**EXERCISE OBJECTIVE:** Scan the material below for every line with the string "FieldChecks", and copy those lines.

**SOURCE DATA:**
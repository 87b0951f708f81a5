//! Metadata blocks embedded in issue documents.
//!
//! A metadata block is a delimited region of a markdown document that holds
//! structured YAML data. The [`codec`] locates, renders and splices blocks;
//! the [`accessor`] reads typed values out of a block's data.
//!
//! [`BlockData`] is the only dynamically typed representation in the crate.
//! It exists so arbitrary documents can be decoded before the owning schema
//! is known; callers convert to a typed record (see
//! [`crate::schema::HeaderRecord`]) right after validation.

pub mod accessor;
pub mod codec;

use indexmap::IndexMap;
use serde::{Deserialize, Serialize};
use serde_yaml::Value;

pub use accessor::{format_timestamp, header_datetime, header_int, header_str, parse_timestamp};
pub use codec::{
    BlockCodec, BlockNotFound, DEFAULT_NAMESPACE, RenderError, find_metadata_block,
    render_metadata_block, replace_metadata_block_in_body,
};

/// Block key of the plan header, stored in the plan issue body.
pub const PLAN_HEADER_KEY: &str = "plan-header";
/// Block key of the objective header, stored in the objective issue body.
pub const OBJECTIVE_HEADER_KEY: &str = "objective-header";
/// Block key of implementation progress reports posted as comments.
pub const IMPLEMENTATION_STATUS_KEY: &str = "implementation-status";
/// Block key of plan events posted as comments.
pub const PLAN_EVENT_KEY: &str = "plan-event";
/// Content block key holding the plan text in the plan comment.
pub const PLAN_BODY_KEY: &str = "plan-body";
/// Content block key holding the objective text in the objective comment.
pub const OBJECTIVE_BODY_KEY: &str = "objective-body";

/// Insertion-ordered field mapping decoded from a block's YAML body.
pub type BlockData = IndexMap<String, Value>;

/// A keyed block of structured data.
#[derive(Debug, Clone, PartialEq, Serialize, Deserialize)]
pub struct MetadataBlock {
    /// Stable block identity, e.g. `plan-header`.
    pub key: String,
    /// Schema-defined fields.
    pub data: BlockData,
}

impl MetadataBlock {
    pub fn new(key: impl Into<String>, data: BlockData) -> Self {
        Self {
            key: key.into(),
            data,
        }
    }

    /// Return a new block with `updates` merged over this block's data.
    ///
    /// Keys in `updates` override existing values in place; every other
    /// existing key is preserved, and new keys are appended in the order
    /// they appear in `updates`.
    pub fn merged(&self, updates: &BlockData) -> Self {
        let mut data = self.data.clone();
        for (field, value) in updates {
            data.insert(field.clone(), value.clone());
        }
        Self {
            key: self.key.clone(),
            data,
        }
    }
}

--

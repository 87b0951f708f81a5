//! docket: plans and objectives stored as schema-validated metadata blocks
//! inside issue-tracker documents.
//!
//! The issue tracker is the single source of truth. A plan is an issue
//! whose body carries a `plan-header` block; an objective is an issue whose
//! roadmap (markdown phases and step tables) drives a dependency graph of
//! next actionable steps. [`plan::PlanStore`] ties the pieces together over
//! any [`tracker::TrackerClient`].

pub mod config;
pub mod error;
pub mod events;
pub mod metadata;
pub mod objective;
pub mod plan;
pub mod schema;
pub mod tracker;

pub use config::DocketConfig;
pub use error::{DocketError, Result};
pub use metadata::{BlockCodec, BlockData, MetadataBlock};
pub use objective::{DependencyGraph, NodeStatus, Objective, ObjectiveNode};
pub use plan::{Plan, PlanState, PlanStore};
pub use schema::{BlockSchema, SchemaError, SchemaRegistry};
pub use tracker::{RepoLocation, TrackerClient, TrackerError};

...

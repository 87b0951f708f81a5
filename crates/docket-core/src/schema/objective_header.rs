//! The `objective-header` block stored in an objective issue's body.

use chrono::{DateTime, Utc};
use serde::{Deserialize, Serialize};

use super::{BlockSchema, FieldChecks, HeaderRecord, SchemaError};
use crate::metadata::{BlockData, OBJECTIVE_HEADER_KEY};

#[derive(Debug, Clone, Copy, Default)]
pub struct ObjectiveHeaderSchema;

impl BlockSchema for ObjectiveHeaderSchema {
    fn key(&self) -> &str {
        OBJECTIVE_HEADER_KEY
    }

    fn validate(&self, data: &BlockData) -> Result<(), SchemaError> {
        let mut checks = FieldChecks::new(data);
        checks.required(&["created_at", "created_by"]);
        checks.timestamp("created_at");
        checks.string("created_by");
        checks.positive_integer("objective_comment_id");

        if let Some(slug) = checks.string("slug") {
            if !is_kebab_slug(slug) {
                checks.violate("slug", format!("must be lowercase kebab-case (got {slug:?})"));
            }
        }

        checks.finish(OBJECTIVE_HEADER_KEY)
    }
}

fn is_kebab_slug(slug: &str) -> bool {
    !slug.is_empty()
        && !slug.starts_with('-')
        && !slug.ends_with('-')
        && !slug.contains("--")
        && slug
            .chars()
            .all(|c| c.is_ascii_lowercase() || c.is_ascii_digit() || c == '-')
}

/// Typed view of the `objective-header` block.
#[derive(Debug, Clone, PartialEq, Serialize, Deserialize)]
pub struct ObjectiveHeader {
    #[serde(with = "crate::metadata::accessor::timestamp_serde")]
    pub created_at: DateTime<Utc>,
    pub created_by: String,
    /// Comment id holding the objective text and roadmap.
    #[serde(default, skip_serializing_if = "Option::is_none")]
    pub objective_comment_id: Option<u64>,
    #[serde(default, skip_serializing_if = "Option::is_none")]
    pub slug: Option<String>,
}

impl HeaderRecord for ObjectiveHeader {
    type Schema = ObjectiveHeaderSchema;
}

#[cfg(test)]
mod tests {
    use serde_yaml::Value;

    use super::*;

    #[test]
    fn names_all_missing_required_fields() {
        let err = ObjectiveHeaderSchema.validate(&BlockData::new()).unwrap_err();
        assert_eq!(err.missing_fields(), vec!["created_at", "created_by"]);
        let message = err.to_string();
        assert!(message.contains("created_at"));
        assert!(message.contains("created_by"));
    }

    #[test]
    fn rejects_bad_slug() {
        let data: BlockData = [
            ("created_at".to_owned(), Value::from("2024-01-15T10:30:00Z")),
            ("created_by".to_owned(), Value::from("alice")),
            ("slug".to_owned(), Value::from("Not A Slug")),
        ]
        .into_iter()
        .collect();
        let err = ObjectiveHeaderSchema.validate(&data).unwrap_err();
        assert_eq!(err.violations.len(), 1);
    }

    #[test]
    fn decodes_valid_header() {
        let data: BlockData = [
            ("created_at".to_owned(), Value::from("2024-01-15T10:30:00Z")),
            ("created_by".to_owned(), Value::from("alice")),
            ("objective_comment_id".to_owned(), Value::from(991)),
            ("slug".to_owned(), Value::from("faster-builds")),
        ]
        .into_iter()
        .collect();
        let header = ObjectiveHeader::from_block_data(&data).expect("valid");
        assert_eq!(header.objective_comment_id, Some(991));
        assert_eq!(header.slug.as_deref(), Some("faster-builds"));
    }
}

**RESULT FOR THIS TASK:**
use super::{BlockSchema, FieldChecks, HeaderRecord, SchemaError};
        let mut checks = FieldChecks::new(data);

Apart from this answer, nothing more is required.